Re: Aquatic Plants Digest V1 #294

Subject: Re: Bob H's Aponogeton madagascariensis


> A lot of these are stem plants and might tend to hide the lace plants
> if they surround them. Cryptocoryne wendtii is very nice foreground
> and in front of A. mad.

Not all Wendtii is so restrained.  In my tanks I have both red and green 
varieties, and they are 16-18" tall ;-)


Subject: Straw for algae control?
> I was watching the Discovery Channel the other night - I believe it was
> an episode of Beyond 2000 - when they were talking about algae control
> in ponds. According to the program, a farmer discovered that some straw
> in the pond seemed to keep the pond free of algae. It was also mentioned
> that whatever it is the straw secretes seems to be beneficial to higher
> life forms (plants and fishes).
> I can't remember if it clears up a pond if algae is already present or
> not. Does anyone else know anything about this? Sounds too good to be
> true. Coming soon to a pet store near you - Tetra Straw Extract :-)

Since you can use straw to start an infusoria culture, I suppose it is 
vaguely possible that the infusorians could eat green water critters.  But I 
sure wouldn't try it in a tank. (Don't think I'd try it in my pond 
> Being (unfortunately) a city person, I have no idea where to get straw
> near here. 

If you really want to try it, most pet stores (even city ones) carry small 
packages of straw for use with small animals.

Subject: Dutch planted tanks vs. high tech. approach....

> Hi folks,
>         Maybe this question is a no-brainer, but I was wondering if there
> are any intrinsic differences in approach
> between dutch planted aquaria and the high-tech approach that is mostly (?
> adopted by members of this
> list ? I know that both approaches use CO2 fertilisation, and that dutch
> aquarists tolerate much higher levels
> of some algae than North American aquarists, but what about:


> I know that my stem plants eg.

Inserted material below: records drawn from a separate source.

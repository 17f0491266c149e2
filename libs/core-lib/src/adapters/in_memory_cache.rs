use crate::{Cache, CoreError};
use async_trait::async_trait;
use moka::Expiry;
use moka::future::Cache as MokaCache;
use std::time::{Duration, Instant};

// Cached bytes plus the TTL requested for this particular entry
type Entry = (Vec<u8>, Option<Duration>);

struct PerEntryTtl {
    default_ttl: Duration,
}

impl Expiry<String, Entry> for PerEntryTtl {
    fn expire_after_create(&self, _key: &String, value: &Entry, _created_at: Instant) -> Option<Duration> {
        Some(value.1.unwrap_or(self.default_ttl))
    }

    fn expire_after_update(
        &self,
        _key: &String,
        value: &Entry,
        _updated_at: Instant,
        _duration_until_expiry: Option<Duration>,
    ) -> Option<Duration> {
        Some(value.1.unwrap_or(self.default_ttl))
    }
}

/// In-memory implementation of the Cache port using Moka.
///
/// Holds session tokens for the single-process deployment. Entries expire
/// after the TTL passed to `set`, or the default TTL when none is given.
#[derive(Clone, Debug)]
pub struct InMemoryCache {
    cache: MokaCache<String, Entry>,
}

impl InMemoryCache {
    pub fn new(max_capacity: u64, default_ttl_seconds: u64) -> Self {
        let cache = MokaCache::builder()
            .max_capacity(max_capacity)
            .expire_after(PerEntryTtl {
                default_ttl: Duration::from_secs(default_ttl_seconds),
            })
            .build();
        Self { cache }
    }
}

impl Default for InMemoryCache {
    /// 10,000 entries, one hour default TTL.
    fn default() -> Self {
        Self::new(10_000, 3600)
    }
}

#[async_trait]
impl Cache for InMemoryCache {
    async fn get(&self, key: &str) -> Result<Option<Vec<u8>>, CoreError> {
        Ok(self.cache.get(key).await.map(|(bytes, _)| bytes))
    }

    async fn set(
        &self,
        key: &str,
        value: &[u8],
        ttl_seconds: Option<u64>,
    ) -> Result<(), CoreError> {
        let ttl = ttl_seconds.map(Duration::from_secs);
        self.cache
            .insert(key.to_string(), (value.to_vec(), ttl))
            .await;
        Ok(())
    }

    async fn delete(&self, key: &str) -> Result<(), CoreError> {
        self.cache.invalidate(key).await;
        Ok(())
    }
}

Cabomba, Hygrophila polysperma etc. grow i
> excess of 3 cm per day in a 20 gal
> high with 40W Triton, CO2, and trace el. supplements. How come you never s
> "leggy" plants in photos of
> dutch tanks ? do the owners prune feverishly, avoid fast-growing plants, o
> is there a European secret ?

I don't know that much about the differences in set up between "Dutch" tanks 
and High Tech (Dupla style) tanks, although I do remember that there was 
quite a heated debate about which was better a number of years ago in 
"Today's Aquarium".

I am not even sure that there is that much difference in technology any 
more... it is more a difference in philosophy.  Dutch style tanks are more 
like a "painting" or a "flower arrangement" than a garden.  A specific 
layout is designed,(based on some very specific design elements) which is 
heavily dependent on variously colored and textured stem plants.  These 
plants are regularly removed, topped and replanted to maintain the desired 
height and shape in the aquarium.  Fish are chosen as accents to highlight 
the total design of the tank.  There are often few enough fish that 
supplementation of nitrogen and phosphate is needed.

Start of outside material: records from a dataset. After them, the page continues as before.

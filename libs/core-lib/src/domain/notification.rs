use chrono::{DateTime, Utc};
use serde::{Deserialize, Serialize};

/// System generated notification shown to a user.
#[derive(Debug, Clone, PartialEq, Serialize, Deserialize)]
#[serde(rename_all = "camelCase")]
pub struct Notification {
    pub id: i32,
    pub title: String,
    pub link: String,
    pub read: bool,
    pub created_at: DateTime<Utc>,
}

The Dupla philosophy, which is much more common in the U.S., is that the 
tank should be a complete aquatic environment.  In this philosophy, while 
certainly it is nice to have a beautifully aquascaped tank, there is inate 
beauty in the healthy growing plants and fish themselves.  Plants are 
allowed to grow more naturally, and are only pruned enough to keep them from 
crowding their neighbors, or taking over the tank.  Short plants are more 
likely to be used in the foreground than pollarded stem plants.

The fish, too, tend to be a more major element, with most people maintaining 
reasonably diverse "communities", although most people keep the stocking 
levels much lower than in the average "fish only" community.

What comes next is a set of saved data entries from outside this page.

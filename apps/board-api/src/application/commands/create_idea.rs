use axum::{
    Json,
    extract::{Extension, State},
    http::StatusCode,
};
use serde::Deserialize;
use serde_json::{Value, json};
use tracing::info;

use crate::AppState;
use crate::application::ApplicationError;
use crate::application::middleware::{CurrentTenant, CurrentUser, RequestLocale};

const MIN_TITLE_LENGTH: usize = 10;
// Matches the `ideas.title` column width
const MAX_TITLE_LENGTH: usize = 100;

#[derive(Deserialize, Debug)]
pub struct CreateIdeaDto {
    #[serde(default)]
    pub title: String,
    #[serde(default)]
    pub description: String,
}

impl CreateIdeaDto {
    /// Catalog key of the first failed rule, if any.
    pub fn validate(&self) -> Option<&'static str> {
        let title = self.title.trim();
        let length = title.chars().count();
        if title.is_empty() {
            Some("validation.title.required")
        } else if length < MIN_TITLE_LENGTH {
            Some("validation.title.length")
        } else if length > MAX_TITLE_LENGTH {
            Some("validation.title.maxlength")
        } else {
            None
        }
    }
}

// POST /api/ideas
pub async fn handle_create_idea_request(
    State(app_state): State<AppState>,
    Extension(CurrentTenant(tenant)): Extension<CurrentTenant>,
    Extension(CurrentUser(user)): Extension<CurrentUser>,
    Extension(RequestLocale(locale)): Extension<RequestLocale>,
    Json(payload): Json<CreateIdeaDto>,
) -> Result<(StatusCode, Json<Value>), ApplicationError> {
    if let Some(key) = payload.validate() {
        let message = app_state.locales.translate(Some(locale), key)?;
        return Err(ApplicationError::validation(message));
    }

    let idea = app_state
        .ideas
        .create_idea(
            tenant.id,
            user.user_id,
            payload.title.trim(),
            payload.description.trim(),
        )
        .await?;
    info!("Idea #{} created on tenant {} by user {}", idea.number, tenant.id, user.user_id);

    let message = app_state.locales.translate_with(
        Some(locale),
        "ideas.created",
        &json!({ "name": user.name, "number": idea.number }),
    )?;
    Ok((StatusCode::CREATED, Json(json!({ "idea": idea, "message": message }))))
}

#[cfg(test)]
mod tests {
    use super::*;

    fn dto(title: &str) -> CreateIdeaDto {
        CreateIdeaDto {
            title: title.to_string(),
            description: String::new(),
        }
    }

    #[test]
    fn test_title_rules() {
        assert_eq!(dto("").validate(), Some("validation.title.required"));
        assert_eq!(dto("    ").validate(), Some("validation.title.required"));
        assert_eq!(dto("Dark mode").validate(), Some("validation.title.length"));
        assert_eq!(dto("  Dark mode  ").validate(), Some("validation.title.length"));
        assert_eq!(dto("Add a dark mode").validate(), None);
        // Length counts characters, not bytes
        assert_eq!(dto("ações açã").validate(), Some("validation.title.length"));
        assert_eq!(dto(&"a".repeat(100)).validate(), None);
        assert_eq!(dto(&"a".repeat(101)).validate(), Some("validation.title.maxlength"));
        assert_eq!(dto(&"ç".repeat(100)).validate(), None);
    }
}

My personal feeling is that while many Americans admire and apreciate the 
beauty of the Dutch style tank, (myself included) few of us have the 
discipline needed for this type of tank.  I think this also holds true for 
the Ammano style of tank.  While these tanks are outstandingly beautiful, 
you have to be able to resist tucking in "just one more" interesting variety 
that you picked up at the last auction.  I know _I_ don't have that kind of 
discipline! ;-)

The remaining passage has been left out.